30 state and local prosecutors, part of a group called Fair and Just Prosecution, say the Attorney General’s return to “tough on crime” practices will do more harm than good.
Reacting to U.S. Attorney General Jeff Sessions’s order that federal prosecutors “charge and pursue the most serious, readily provable offense” and follow mandatory minimum sentencing guidelines, a bipartisan group of prosecutors at the state and local level is expressing concern, the Washington Post reports. Thirty current and former state and local prosecutors issued a letter that was released by a group called Fair and Just Prosecution, a national network working with newly elected prosecutors. The prosecutors say Sessions’s directive “marks an unnecessary and unfortunate return to past ‘tough on crime’ practices” that will do more harm than good in their communities.

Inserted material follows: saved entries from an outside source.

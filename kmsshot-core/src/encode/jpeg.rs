//! Line-oriented JPEG encoder
//!
//! Rows are handed to libjpeg one scanline at a time and compressed as they
//! arrive, so only the codec's own row-group buffers are held. Output is
//! baseline RGB JPEG with standard Huffman tables.

use mozjpeg::compress::CompressStarted;
use mozjpeg::{ColorSpace, Compress};
use std::io::Write;
use tracing::debug;

use crate::error::{KmsshotError, Result};
use crate::formats::RGB_PIXEL_BYTES;

/// Largest dimension a baseline JPEG can describe
pub const MAX_DIMENSION: u32 = u16::MAX as u32;

/// JPEG encoder settings
#[derive(Debug, Clone, Copy, PartialEq, Eq)]
pub struct JpegEncoder {
    quality: u8,
}

impl Default for JpegEncoder {
    fn default() -> Self {
        Self::new(Self::DEFAULT_QUALITY)
    }
}

impl JpegEncoder {
    /// Quality used for screenshots
    pub const DEFAULT_QUALITY: u8 = 75;

    /// Create an encoder; quality is clamped to 1..=100
    pub fn new(quality: u8) -> Self {
        Self {
            quality: quality.clamp(1, 100),
        }
    }

    /// Configured quality
    pub fn quality(&self) -> u8 {
        self.quality
    }

    /// Start a compression stream of `width` x `height` RGB pixels into `writer`
    ///
    /// The JPEG header is produced here; compressed data reaches `writer`
    /// while rows are still being written.
    pub fn begin<W: Write>(
        &self,
        writer: W,
        width: u32,
        height: u32,
    ) -> Result<EncodeSession<W>> {
        if width == 0 || height == 0 {
            return Err(KmsshotError::encoder(format!(
                "cannot encode an empty {}x{} image",
                width, height
            )));
        }
        if width > MAX_DIMENSION || height > MAX_DIMENSION {
            return Err(KmsshotError::encoder(format!(
                "{}x{} exceeds the JPEG limit of {} pixels per side",
                width, height, MAX_DIMENSION
            )));
        }

        let mut compress = Compress::new(ColorSpace::JCS_RGB);
        // Baseline, single pass: progressive or optimized output would make
        // libjpeg buffer the whole image.
        compress.set_fastest_defaults();
        compress.set_optimize_coding(false);
        compress.set_size(width as usize, height as usize);
        compress.set_quality(f32::from(self.quality));

        let stream = compress.start_compress(writer).map_err(|e| {
            KmsshotError::encoder(format!("failed to start JPEG stream: {}", e))
        })?;
        debug!(width, height, quality = self.quality, "Starting JPEG stream");

        Ok(EncodeSession {
            stream,
            width,
            height,
            next_scanline: 0,
            row_len: width as usize * RGB_PIXEL_BYTES,
        })
    }
}

/// An in-progress compression stream for one image
///
/// Owned by a single capture; it cannot be restarted once finished.
pub struct EncodeSession<W: Write> {
    stream: CompressStarted<W>,
    width: u32,
    height: u32,
    next_scanline: u32,
    row_len: usize,
}

impl<W: Write> EncodeSession<W> {
    /// Compress the next scanline
    ///
    /// Errors come from the underlying writer or codec.
    ///
    /// # Panics
    ///
    /// If `row` is not exactly `width * 3` bytes, or if all `height` rows
    /// have already been written. Either would corrupt the rest of the stream.
    pub fn write_row(&mut self, row: &[u8]) -> Result<()> {
        assert_eq!(
            row.len(),
            self.row_len,
            "JPEG row must be {} bytes for width {}",
            self.row_len,
            self.width
        );
        assert!(
            self.next_scanline < self.height,
            "JPEG stream already holds all {} rows",
            self.height
        );

        self.stream.write_scanlines(row)?;
        self.next_scanline += 1;
        Ok(())
    }

    /// Index of the next row to be written
    pub fn next_scanline(&self) -> u32 {
        self.next_scanline
    }

    /// Image dimensions
    pub fn dimensions(&self) -> (u32, u32) {
        (self.width, self.height)
    }

    /// Write the trailer, flush and hand back the writer
    pub fn finish(self) -> Result<W> {
        if self.next_scanline != self.height {
            return Err(KmsshotError::encoder(format!(
                "stream finished after {} of {} rows",
                self.next_scanline, self.height
            )));
        }

        let mut writer = self.stream.finish()?;
        writer.flush()?;

        debug!(width = self.width, height = self.height, "JPEG stream finished");
        Ok(writer)
    }
}

#[cfg(test)]
mod tests {
    use super::*;

    #[test]
    fn test_quality_clamped() {
        assert_eq!(JpegEncoder::new(0).quality(), 1);
        assert_eq!(JpegEncoder::new(250).quality(), 100);
        assert_eq!(JpegEncoder::default().quality(), 75);
    }

    #[test]
    fn test_begin_rejects_empty() {
        assert!(JpegEncoder::default().begin(Vec::new(), 0, 10).is_err());
        assert!(JpegEncoder::default().begin(Vec::new(), 10, 0).is_err());
    }

    #[test]
    fn test_begin_rejects_oversized() {
        assert!(JpegEncoder::default().begin(Vec::new(), 70_000, 10).is_err());
    }

    #[test]
    fn test_produces_jpeg_markers() {
        let mut session = JpegEncoder::default().begin(Vec::new(), 2, 2).unwrap();
        session.write_row(&[255, 0, 0, 0, 255, 0]).unwrap();
        session.write_row(&[0, 0, 255, 255, 255, 255]).unwrap();
        assert_eq!(session.next_scanline(), 2);

        let data = session.finish().unwrap();
        assert_eq!(&data[..2], &[0xFF, 0xD8]);
        assert_eq!(&data[data.len() - 2..], &[0xFF, 0xD9]);
    }

    #[test]
    fn test_output_is_baseline() {
        let mut session = JpegEncoder::default().begin(Vec::new(), 16, 16).unwrap();
        for _ in 0..16 {
            session.write_row(&[90; 48]).unwrap();
        }
        let data = session.finish().unwrap();

        let has_marker = |marker: u8| data.windows(2).any(|w| w == [0xFF, marker]);
        assert!(has_marker(0xC0), "expected a baseline SOF0 frame header");
        assert!(!has_marker(0xC2), "progressive SOF2 frame header found");
    }

    #[test]
    fn test_finish_requires_all_rows() {
        let mut session = JpegEncoder::default().begin(Vec::new(), 2, 3).unwrap();
        session.write_row(&[0; 6]).unwrap();
        let err = session.finish().unwrap_err();
        assert!(err.to_string().contains("1 of 3 rows"));
    }

    #[test]
    #[should_panic(expected = "JPEG row must be 6 bytes")]
    fn test_wrong_row_length_panics() {
        let mut session = JpegEncoder::default().begin(Vec::new(), 2, 2).unwrap();
        let _ = session.write_row(&[0; 8]);
    }

    #[test]
    #[should_panic(expected = "already holds all 1 rows")]
    fn test_extra_row_panics() {
        let mut session = JpegEncoder::default().begin(Vec::new(), 1, 1).unwrap();
        session.write_row(&[0; 3]).unwrap();
        let _ = session.write_row(&[0; 3]);
    }
}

“What you’re seeing in this letter is a different wind of change that’s blowing through the criminal justice field,” said Miriam Krinsky, a former federal prosecutor and director of Fair and Just Prosecution. Krinsky said that at a local level, some believe “there are costs that flow from prosecuting and sentencing and incarcerating anyone and everyone who crosses the line of the law, and we need to be more selective and smarter in how we promote both the safety and the health of our communities.” The letter says Sessions “has reinvigorated the failed ‘war on drugs,’ which is why groups ranging from the American Civil Liberties Union to the Cato Institute to Right on Crime have all criticized the newly announced policy.” Signers include Los Angeles City Attorney Mike Feuer and Manhattan District Attorney Cyrus Vance Jr.